C’è un testo del 2008 “Fabricating the Absolute Fake” (a cura di Jaap Kooijman, edizioni Amsterdam University Press) che ho trovato illuminante per la comprensione delle opere di Erwin Olaf [lo si può scaricare gratuitamente qui: https:// http://www.aup.nl/index.php/fabricating-the-absolute-fake-3573.html%5D, In questo documentario magari non si trovano chiavi per sentire il calore di opere comunque glaciali… però si afferra qualcosa dell’uomo. Di sicuro lavora sulla forma, sui cliche, sul già visto dunque sulla superficie delle cose… Penso comunque che essere estremamente superficiali, esserlo davvero, muoversi sopra le cose, sia anch’essa un’arte.

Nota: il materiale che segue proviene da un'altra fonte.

//! Validated application settings read through [`ConfigPort`].
//!
//! Every key has a default except `[database] path`; values that are
//! present but out of range are rejected rather than silently replaced.

use crate::domain::error::PaisaError;
use crate::domain::money::{BALANCE_DIGITS, check_money};
use crate::domain::progress::QuizRewards;
use crate::ports::config_port::ConfigPort;
use rust_decimal::Decimal;
use std::str::FromStr;

pub const DEFAULT_LISTEN: &str = "127.0.0.1:8000";
pub const DEFAULT_POOL_SIZE: i64 = 8;
pub const DEFAULT_SESSION_LIFETIME: i64 = 14 * 24 * 60 * 60;
pub const DEFAULT_INITIAL_CASH: &str = "100000.00";
pub const SESSION_SECRET_HEX_LEN: usize = 128;

pub const DEFAULT_CATEGORIES: [&str; 8] = [
    "Food & Dining",
    "Transportation",
    "Shopping",
    "Entertainment",
    "Bills & Utilities",
    "Healthcare",
    "Education",
    "Other",
];

#[derive(Debug, Clone, PartialEq)]
pub struct Settings {
    pub database_path: String,
    pub pool_size: u32,
    pub listen: String,
    /// Hex-encoded cookie signing key; a random key is used when absent.
    pub session_secret: Option<String>,
    /// Seconds of inactivity before a session expires.
    pub session_lifetime: i64,
    pub secure_cookies: bool,
    pub initial_cash: Decimal,
    pub quiz_rewards: QuizRewards,
    pub default_categories: Vec<String>,
}

/// The subset of settings the store needs when it creates rows or awards
/// rewards.
#[derive(Debug, Clone, PartialEq)]
pub struct StoreOptions {
    pub initial_cash: Decimal,
    pub quiz_rewards: QuizRewards,
    pub default_categories: Vec<String>,
}

impl Default for StoreOptions {
    fn default() -> Self {
        Self {
            initial_cash: Decimal::new(100_000_00, 2),
            quiz_rewards: QuizRewards::default(),
            default_categories: DEFAULT_CATEGORIES.iter().map(|s| s.to_string()).collect(),
        }
    }
}

impl From<&Settings> for StoreOptions {
    fn from(settings: &Settings) -> Self {
        Self {
            initial_cash: settings.initial_cash,
            quiz_rewards: settings.quiz_rewards,
            default_categories: settings.default_categories.clone(),
        }
    }
}

impl Settings {
    pub fn store_options(&self) -> StoreOptions {
        StoreOptions::from(self)
    }

    pub fn from_config(config: &dyn ConfigPort) -> Result<Self, PaisaError> {
        let rewards = QuizRewards::default();
        Ok(Settings {
            database_path: required_string(config, "database", "path")?,
            pool_size: positive_int(config, "database", "pool_size", DEFAULT_POOL_SIZE)? as u32,
            listen: config
                .get_string("web", "listen")
                .filter(|s| !s.trim().is_empty())
                .unwrap_or_else(|| DEFAULT_LISTEN.to_string()),
            session_secret: session_secret(config)?,
            session_lifetime: positive_int(
                config,
                "auth",
                "session_lifetime",
                DEFAULT_SESSION_LIFETIME,
            )?,
            secure_cookies: config.get_bool("auth", "secure_cookies", false),
            initial_cash: initial_cash(config)?,
            quiz_rewards: QuizRewards {
                points_per_quiz: non_negative_int(
                    config,
                    "rewards",
                    "points_per_quiz",
                    rewards.points_per_quiz,
                )?,
                tokens_pass: non_negative_int(
                    config,
                    "rewards",
                    "quiz_tokens_pass",
                    rewards.tokens_pass,
                )?,
                tokens_high: non_negative_int(
                    config,
                    "rewards",
                    "quiz_tokens_high",
                    rewards.tokens_high,
                )?,
                tokens_perfect: non_negative_int(
                    config,
                    "rewards",
                    "quiz_tokens_perfect",
                    rewards.tokens_perfect,
                )?,
            },
            default_categories: config
                .get_list("budget", "default_categories")
                .unwrap_or_else(|| DEFAULT_CATEGORIES.iter().map(|s| s.to_string()).collect()),
        })
    }
}

fn invalid(section: &str, key: &str, reason: impl Into<String>) -> PaisaError {
    PaisaError::ConfigInvalid {
        section: section.to_string(),
        key: key.to_string(),
        reason: reason.into(),
    }
}

fn required_string(config: &dyn ConfigPort, section: &str, key: &str) -> Result<String, PaisaError> {
    match config.get_string(section, key) {
        Some(s) if !s.trim().is_empty() => Ok(s.trim().to_string()),
        _ => Err(PaisaError::ConfigMissing {
            section: section.to_string(),
            key: key.to_string(),
        }),
    }
}

/// `Ok(None)` when absent, an error when present but not a number.
fn parse_int(config: &dyn ConfigPort, section: &str, key: &str) -> Result<Option<i64>, PaisaError> {
    match config.get_string(section, key) {
        None => Ok(None),
        Some(raw) => raw
            .trim()
            .parse::<i64>()
            .map(Some)
            .map_err(|_| invalid(section, key, format!("'{raw}' is not an integer"))),
    }
}

fn positive_int(
    config: &dyn ConfigPort,
    section: &str,
    key: &str,
    default: i64,
) -> Result<i64, PaisaError> {
    let value = parse_int(config, section, key)?.unwrap_or(default);
    if value < 1 {
        return Err(invalid(section, key, format!("{key} must be at least 1")));
    }
    Ok(value)
}

fn non_negative_int(
    config: &dyn ConfigPort,
    section: &str,
    key: &str,
    default: i64,
) -> Result<i64, PaisaError> {
    let value = parse_int(config, section, key)?.unwrap_or(default);
    if value < 0 {
        return Err(invalid(section, key, format!("{key} must be non-negative")));
    }
    Ok(value)
}

fn session_secret(config: &dyn ConfigPort) -> Result<Option<String>, PaisaError> {
    let Some(secret) = config
        .get_string("auth", "session_secret")
        .map(|s| s.trim().to_string())
        .filter(|s| !s.is_empty())
    else {
        return Ok(None);
    };
    if secret.len() != SESSION_SECRET_HEX_LEN || !secret.chars().all(|c| c.is_ascii_hexdigit()) {
        return Err(invalid(
            "auth",
            "session_secret",
            format!("session_secret must be {SESSION_SECRET_HEX_LEN} hex characters"),
        ));
    }
    Ok(Some(secret))
}

fn initial_cash(config: &dyn ConfigPort) -> Result<Decimal, PaisaError> {
    let raw = config
        .get_string("portfolio", "initial_cash")
        .unwrap_or_else(|| DEFAULT_INITIAL_CASH.to_string());
    let value = Decimal::from_str(raw.trim()).map_err(|_| {
        invalid("portfolio", "initial_cash", format!("'{raw}' is not a decimal amount"))
    })?;
    if value <= Decimal::ZERO {
        return Err(invalid(
            "portfolio",
            "initial_cash",
            "initial_cash must be positive",
        ));
    }
    check_money("initial_cash", value, BALANCE_DIGITS).map_err(|e| match e {
        PaisaError::Validation { reason, .. } => invalid("portfolio", "initial_cash", reason),
        other => other,
    })?;
    Ok(value)
}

Non facciamogli Oscar Wilde della situazione. :-) Si può analizzare il lavoro di un artista in maniera semplice anzichè essere sempre pretenziosi. Non era quello che intendevo con superficiale e non è solo in relazione a questo lavoro. Ho letto altre volte delle sue interviste e non vedo mai la connessione tra quello che vuole fare e quello che il lavoro dice. Ti faccio un esempio molto semplice. Aveva fatto tutta una serie di persone in stanze vuote e nell’intervista diceva di essersi ispirato al cinema neorealista. Adesso, voglio dire, possiamo farci tutte le seghe mentali che vogliamo e possiamo prendere le cose anche di traverso ma di neorealista le sue immaginiavevano ben poco!
Ma nemmeno i Calderoli !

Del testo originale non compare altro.